■ **What to do**:
Find the lines below in which the string "InvalidSchema" occurs. Copy each one.

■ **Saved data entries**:
-- Opening Marker --

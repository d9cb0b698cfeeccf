//! Byte layout of a settings slot and the versioned record it holds.
//!
//! ```text
//! offset  size  field
//!      0     1  version (0x01 = V1, 0x02 = V2, 0xFF and 0x00 are never valid)
//!      1    32  target device vendor  (NUL padded)
//!     33    32  target device name    (NUL padded)
//!     65    32  target board vendor   (NUL padded)
//!     97    32  target board name     (NUL padded)
//!    129     2  USB vendor ID, little endian   (V2 only)
//!    131     2  USB product ID, little endian  (V2 only)
//!    133   123  reserved, left erased
//! ```

use crate::SLOT_SIZE;
use crate::error::Error;
use core::fmt;

/// Version byte of a slot that has not been written since the last erase.
pub const ERASED_VERSION: u8 = 0xFF;
/// Version byte of a zeroed slot. Never written by the store, rejected all the same.
pub const ZEROED_VERSION: u8 = 0x00;

pub(crate) const LABEL_SIZE: usize = 32;
/// Leaves room for the NUL terminator C consumers of the fields rely on.
const MAX_LABEL_LENGTH: usize = LABEL_SIZE - 1;

const VERSION_OFFSET: usize = 0;
const DEVICE_VENDOR_OFFSET: usize = VERSION_OFFSET + 1;
const DEVICE_NAME_OFFSET: usize = DEVICE_VENDOR_OFFSET + LABEL_SIZE;
const BOARD_VENDOR_OFFSET: usize = DEVICE_NAME_OFFSET + LABEL_SIZE;
const BOARD_NAME_OFFSET: usize = BOARD_VENDOR_OFFSET + LABEL_SIZE;
const USB_VID_OFFSET: usize = BOARD_NAME_OFFSET + LABEL_SIZE;
const USB_PID_OFFSET: usize = USB_VID_OFFSET + 2;

/// Number of bytes populated by a V1 record.
pub const V1_LENGTH: usize = USB_VID_OFFSET;
/// Number of bytes populated by a V2 record.
pub const V2_LENGTH: usize = USB_PID_OFFSET + 2;

const _: () = assert!(V1_LENGTH == 129, "V1 layout must end at byte 128");
const _: () = assert!(V2_LENGTH <= SLOT_SIZE, "V2 layout must fit into one slot");

pub const DEFAULT_USB_VID: u16 = 0x2E8A;
pub const DEFAULT_USB_PID: u16 = 0x000C;

pub const fn is_sentinel(version: u8) -> bool {
    version == ERASED_VERSION || version == ZEROED_VERSION
}

#[derive(strum::FromRepr, Debug, Copy, Clone, PartialEq, Eq, PartialOrd, Ord)]
#[cfg_attr(feature = "defmt", derive(defmt::Format))]
#[repr(u8)]
pub enum SchemaVersion {
    V1 = 0x01,
    V2 = 0x02,
}

impl SchemaVersion {
    pub const CURRENT: SchemaVersion = SchemaVersion::V2;
}

/// A 32-byte, NUL-padded text field of a settings record.
#[derive(Copy, Clone, PartialEq, Eq, Hash)]
#[cfg_attr(feature = "defmt", derive(defmt::Format))]
pub struct Label([u8; LABEL_SIZE]);

impl Label {
    pub const EMPTY: Label = Label([0u8; LABEL_SIZE]);

    /// Creates a NUL-padded label with up to 31 bytes of text.
    ///
    /// Tip: use a const context if possible to ensure that the label is built at compile time:
    ///   `let vendor = const { Label::from_str("Arm") };`
    pub const fn from_str(s: &str) -> Self {
        let src = s.as_bytes();
        assert!(src.len() <= MAX_LABEL_LENGTH);
        let mut dst = [0u8; LABEL_SIZE];
        let mut i = 0;
        while i < src.len() {
            dst[i] = src[i];
            i += 1;
        }
        Self(dst)
    }

    /// Fallible variant of [`Label::from_str`] for text that is only known at runtime.
    pub fn new(s: &str) -> Result<Self, Error> {
        if s.len() > MAX_LABEL_LENGTH || s.as_bytes().contains(&0) {
            return Err(Error::InvalidParameter);
        }
        Ok(Self::from_str(s))
    }

    pub const fn from_raw(raw: [u8; LABEL_SIZE]) -> Self {
        Self(raw)
    }

    /// The field exactly as stored, padding included.
    pub const fn as_raw(&self) -> &[u8; LABEL_SIZE] {
        &self.0
    }

    /// The text up to the first NUL, or the whole field if it is not terminated.
    pub fn as_bytes(&self) -> &[u8] {
        match self.0.iter().position(|&e| e == 0x00) {
            None => &self.0,
            Some(idx) => &self.0[..idx],
        }
    }

    /// `None` if the field is not valid UTF-8, e.g. a field that was never programmed.
    pub fn as_str(&self) -> Option<&str> {
        core::str::from_utf8(self.as_bytes()).ok()
    }

    fn read(raw: &[u8; SLOT_SIZE], offset: usize) -> Self {
        let mut dst = [0u8; LABEL_SIZE];
        dst.copy_from_slice(&raw[offset..offset + LABEL_SIZE]);
        Self(dst)
    }
}

impl Default for Label {
    fn default() -> Self {
        Self::EMPTY
    }
}

impl fmt::Debug for Label {
    fn fmt(&self, f: &mut fmt::Formatter<'_>) -> fmt::Result {
        write!(f, "Label(b\"")?;
        for &byte in self.as_bytes() {
            write!(f, "{}", core::ascii::escape_default(byte))?;
        }
        write!(f, "\")")
    }
}

/// CMSIS-DAP `DAP_Info` IDs answered from the stored target identity.
#[derive(strum::FromRepr, Debug, Copy, Clone, PartialEq, Eq)]
#[cfg_attr(feature = "defmt", derive(defmt::Format))]
#[repr(u8)]
pub enum DapInfoId {
    TargetDeviceVendor = 0x05,
    TargetDeviceName = 0x06,
    TargetBoardVendor = 0x07,
    TargetBoardName = 0x08,
}

/// The V1 payload: what the probe reports about the target it is attached to.
#[derive(Copy, Clone, Debug, Default, PartialEq, Eq)]
#[cfg_attr(feature = "defmt", derive(defmt::Format))]
pub struct TargetIdentity {
    pub device_vendor: Label,
    pub device_name: Label,
    pub board_vendor: Label,
    pub board_name: Label,
}

impl TargetIdentity {
    pub const fn info(&self, id: DapInfoId) -> &Label {
        match id {
            DapInfoId::TargetDeviceVendor => &self.device_vendor,
            DapInfoId::TargetDeviceName => &self.device_name,
            DapInfoId::TargetBoardVendor => &self.board_vendor,
            DapInfoId::TargetBoardName => &self.board_name,
        }
    }

    fn read(raw: &[u8; SLOT_SIZE]) -> Self {
        Self {
            device_vendor: Label::read(raw, DEVICE_VENDOR_OFFSET),
            device_name: Label::read(raw, DEVICE_NAME_OFFSET),
            board_vendor: Label::read(raw, BOARD_VENDOR_OFFSET),
            board_name: Label::read(raw, BOARD_NAME_OFFSET),
        }
    }

    fn write(&self, raw: &mut [u8; SLOT_SIZE]) {
        for (offset, label) in [
            (DEVICE_VENDOR_OFFSET, &self.device_vendor),
            (DEVICE_NAME_OFFSET, &self.device_name),
            (BOARD_VENDOR_OFFSET, &self.board_vendor),
            (BOARD_NAME_OFFSET, &self.board_name),
        ] {
            raw[offset..offset + LABEL_SIZE].copy_from_slice(label.as_raw());
        }
    }
}

/// The V2 payload: the target identity plus the USB IDs the probe enumerates with.
#[derive(Copy, Clone, Debug, PartialEq, Eq)]
#[cfg_attr(feature = "defmt", derive(defmt::Format))]
pub struct SettingsV2 {
    pub identity: TargetIdentity,
    pub usb_vid: u16,
    pub usb_pid: u16,
}

impl SettingsV2 {
    /// Compiled-in identity used when no record can be recovered from flash.
    pub const BUILTIN: SettingsV2 = SettingsV2 {
        identity: TargetIdentity {
            device_vendor: Label::from_str("Arm"),
            device_name: Label::from_str("cortex_m"),
            board_vendor: Label::from_str("Raspberry Pi"),
            board_name: Label::from_str("Module"),
        },
        usb_vid: DEFAULT_USB_VID,
        usb_pid: DEFAULT_USB_PID,
    };

    /// `(vid, pid)`, to be applied before the USB device descriptor is finalized.
    pub const fn usb_ids(&self) -> (u16, u16) {
        (self.usb_vid, self.usb_pid)
    }
}

impl Default for SettingsV2 {
    fn default() -> Self {
        Self::BUILTIN
    }
}

#[derive(Copy, Clone, Debug, PartialEq, Eq)]
#[cfg_attr(feature = "defmt", derive(defmt::Format))]
pub enum Record {
    V1(TargetIdentity),
    V2(SettingsV2),
}

impl Record {
    /// The record stored when flash holds nothing usable.
    pub const fn default_record(defaults: &SettingsV2) -> Record {
        Record::V2(*defaults)
    }

    pub const fn version(&self) -> SchemaVersion {
        match self {
            Record::V1(_) => SchemaVersion::V1,
            Record::V2(_) => SchemaVersion::V2,
        }
    }

    pub const fn identity(&self) -> &TargetIdentity {
        match self {
            Record::V1(identity) => identity,
            Record::V2(settings) => &settings.identity,
        }
    }

    /// `None` for V1 records, which predate configurable USB IDs.
    pub const fn usb_ids(&self) -> Option<(u16, u16)> {
        match self {
            Record::V1(_) => None,
            Record::V2(settings) => Some(settings.usb_ids()),
        }
    }

    /// Number of bytes of the slot populated by this record.
    pub const fn encoded_len(&self) -> usize {
        match self {
            Record::V1(_) => V1_LENGTH,
            Record::V2(_) => V2_LENGTH,
        }
    }

    /// Interprets a slot image. Sentinels and unknown versions yield `InvalidSchema`.
    pub fn decode(raw: &[u8; SLOT_SIZE]) -> Result<Record, Error> {
        let version = raw[VERSION_OFFSET];
        match SchemaVersion::from_repr(version) {
            Some(SchemaVersion::V1) => Ok(Record::V1(TargetIdentity::read(raw))),
            Some(SchemaVersion::V2) => Ok(Record::V2(SettingsV2 {
                identity: TargetIdentity::read(raw),
                usb_vid: u16::from_le_bytes([raw[USB_VID_OFFSET], raw[USB_VID_OFFSET + 1]]),
                usb_pid: u16::from_le_bytes([raw[USB_PID_OFFSET], raw[USB_PID_OFFSET + 1]]),
            })),
            None => Err(Error::InvalidSchema(version)),
        }
    }

    /// Full slot image of this record. Bytes past [`Record::encoded_len`] stay erased.
    pub fn encode(&self) -> [u8; SLOT_SIZE] {
        let mut raw = [0xFFu8; SLOT_SIZE];
        raw[VERSION_OFFSET] = self.version() as u8;
        self.identity().write(&mut raw);
        if let Record::V2(settings) = self {
            raw[USB_VID_OFFSET..USB_VID_OFFSET + 2].copy_from_slice(&settings.usb_vid.to_le_bytes());
            raw[USB_PID_OFFSET..USB_PID_OFFSET + 2].copy_from_slice(&settings.usb_pid.to_le_bytes());
        }
        raw
    }

    /// Upgrades to the current schema. V1 keeps its labels and gets the USB IDs of `defaults`;
    /// V2 is returned unchanged.
    pub const fn migrate(self, defaults: &SettingsV2) -> Record {
        match self {
            Record::V1(identity) => Record::V2(SettingsV2 {
                identity,
                usb_vid: defaults.usb_vid,
                usb_pid: defaults.usb_pid,
            }),
            Record::V2(_) => self,
        }
    }
}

-- Closing Marker --

■ **Response to this task**:
    /// Interprets a slot image. Sentinels and unknown versions yield `InvalidSchema`.
            None => Err(Error::InvalidSchema(version)),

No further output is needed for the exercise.